* **Problem statement**
Filter the entries for the word "Algorithm". Copy each line that has it.

* **Stored data entries**
══════

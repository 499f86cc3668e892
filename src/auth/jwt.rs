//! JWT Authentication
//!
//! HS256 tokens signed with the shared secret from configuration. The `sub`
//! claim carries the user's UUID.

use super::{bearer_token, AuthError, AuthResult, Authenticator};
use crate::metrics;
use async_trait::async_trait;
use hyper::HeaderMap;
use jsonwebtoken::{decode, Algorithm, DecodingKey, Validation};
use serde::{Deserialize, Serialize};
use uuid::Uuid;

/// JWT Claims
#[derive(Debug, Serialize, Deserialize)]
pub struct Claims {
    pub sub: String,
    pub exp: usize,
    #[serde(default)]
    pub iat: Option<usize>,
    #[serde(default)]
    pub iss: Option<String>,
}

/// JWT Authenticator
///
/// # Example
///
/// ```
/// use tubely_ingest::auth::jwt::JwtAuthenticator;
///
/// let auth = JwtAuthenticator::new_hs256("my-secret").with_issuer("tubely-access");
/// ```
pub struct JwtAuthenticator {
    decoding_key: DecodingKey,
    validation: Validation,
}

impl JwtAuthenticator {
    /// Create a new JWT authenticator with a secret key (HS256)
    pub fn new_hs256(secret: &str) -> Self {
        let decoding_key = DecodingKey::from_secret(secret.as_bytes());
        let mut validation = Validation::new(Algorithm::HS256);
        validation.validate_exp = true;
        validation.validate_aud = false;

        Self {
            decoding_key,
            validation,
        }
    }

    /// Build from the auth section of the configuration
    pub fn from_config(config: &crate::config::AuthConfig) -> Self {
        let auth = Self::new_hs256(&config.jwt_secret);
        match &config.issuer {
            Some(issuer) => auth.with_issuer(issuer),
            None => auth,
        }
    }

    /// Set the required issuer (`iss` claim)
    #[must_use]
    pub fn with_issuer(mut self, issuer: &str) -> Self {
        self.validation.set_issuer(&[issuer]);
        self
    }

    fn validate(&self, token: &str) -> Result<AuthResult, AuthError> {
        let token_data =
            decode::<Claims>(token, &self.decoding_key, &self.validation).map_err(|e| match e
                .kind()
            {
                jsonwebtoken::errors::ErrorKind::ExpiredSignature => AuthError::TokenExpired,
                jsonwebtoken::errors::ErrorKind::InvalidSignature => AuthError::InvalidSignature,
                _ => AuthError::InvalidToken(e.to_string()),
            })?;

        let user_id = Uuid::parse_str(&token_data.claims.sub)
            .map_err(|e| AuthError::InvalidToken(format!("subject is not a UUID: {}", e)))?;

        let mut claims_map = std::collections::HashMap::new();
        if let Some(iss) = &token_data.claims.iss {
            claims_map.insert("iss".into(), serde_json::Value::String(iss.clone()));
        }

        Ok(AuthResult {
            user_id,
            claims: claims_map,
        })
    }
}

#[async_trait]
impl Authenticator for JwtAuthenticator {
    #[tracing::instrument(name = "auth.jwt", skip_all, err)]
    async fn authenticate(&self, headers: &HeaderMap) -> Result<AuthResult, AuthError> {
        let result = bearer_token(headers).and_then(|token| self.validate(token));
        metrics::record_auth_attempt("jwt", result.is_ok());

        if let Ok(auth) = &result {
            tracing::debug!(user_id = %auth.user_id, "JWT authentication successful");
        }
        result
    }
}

══════

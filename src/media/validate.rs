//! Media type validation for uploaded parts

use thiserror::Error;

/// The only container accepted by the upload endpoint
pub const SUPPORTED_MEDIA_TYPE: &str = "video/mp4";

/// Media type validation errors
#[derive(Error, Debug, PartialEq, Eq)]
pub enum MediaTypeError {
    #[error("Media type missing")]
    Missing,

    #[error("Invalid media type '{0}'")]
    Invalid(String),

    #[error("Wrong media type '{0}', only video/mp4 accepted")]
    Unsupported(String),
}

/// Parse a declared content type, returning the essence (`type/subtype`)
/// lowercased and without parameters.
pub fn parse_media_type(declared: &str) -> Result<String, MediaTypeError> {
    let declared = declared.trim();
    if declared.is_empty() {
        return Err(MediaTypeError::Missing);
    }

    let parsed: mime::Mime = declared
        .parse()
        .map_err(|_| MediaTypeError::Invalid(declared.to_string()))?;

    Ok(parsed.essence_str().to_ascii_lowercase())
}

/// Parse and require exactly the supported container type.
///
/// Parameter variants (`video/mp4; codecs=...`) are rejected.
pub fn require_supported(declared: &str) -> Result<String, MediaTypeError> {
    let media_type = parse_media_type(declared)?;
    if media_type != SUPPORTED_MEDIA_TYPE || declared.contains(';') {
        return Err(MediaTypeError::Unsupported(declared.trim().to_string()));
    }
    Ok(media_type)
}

══════

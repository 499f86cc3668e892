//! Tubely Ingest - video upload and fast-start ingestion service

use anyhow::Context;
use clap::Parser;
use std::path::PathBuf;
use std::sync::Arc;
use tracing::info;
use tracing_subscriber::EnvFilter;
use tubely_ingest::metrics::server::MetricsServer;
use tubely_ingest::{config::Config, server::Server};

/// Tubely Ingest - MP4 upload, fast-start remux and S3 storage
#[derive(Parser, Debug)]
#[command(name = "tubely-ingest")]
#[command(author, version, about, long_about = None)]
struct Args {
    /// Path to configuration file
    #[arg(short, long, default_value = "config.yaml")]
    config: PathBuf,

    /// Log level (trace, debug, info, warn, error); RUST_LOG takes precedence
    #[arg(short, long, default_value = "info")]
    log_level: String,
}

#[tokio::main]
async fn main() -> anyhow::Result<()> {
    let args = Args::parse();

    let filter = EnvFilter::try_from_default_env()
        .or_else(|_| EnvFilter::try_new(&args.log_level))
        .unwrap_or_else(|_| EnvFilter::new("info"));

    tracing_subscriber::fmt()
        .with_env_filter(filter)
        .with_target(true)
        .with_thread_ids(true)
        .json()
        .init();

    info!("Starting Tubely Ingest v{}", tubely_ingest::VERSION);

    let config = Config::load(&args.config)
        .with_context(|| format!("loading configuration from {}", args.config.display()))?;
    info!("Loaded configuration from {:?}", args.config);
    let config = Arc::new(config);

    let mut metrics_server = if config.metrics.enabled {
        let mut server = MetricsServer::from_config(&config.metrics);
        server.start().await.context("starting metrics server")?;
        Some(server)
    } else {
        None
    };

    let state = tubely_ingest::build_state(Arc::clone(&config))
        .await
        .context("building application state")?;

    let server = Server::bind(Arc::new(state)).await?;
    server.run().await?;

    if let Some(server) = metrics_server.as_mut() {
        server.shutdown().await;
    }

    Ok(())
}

══════

* **Answer to the problem**
use jsonwebtoken::{decode, Algorithm, DecodingKey, Validation};
        let mut validation = Validation::new(Algorithm::HS256);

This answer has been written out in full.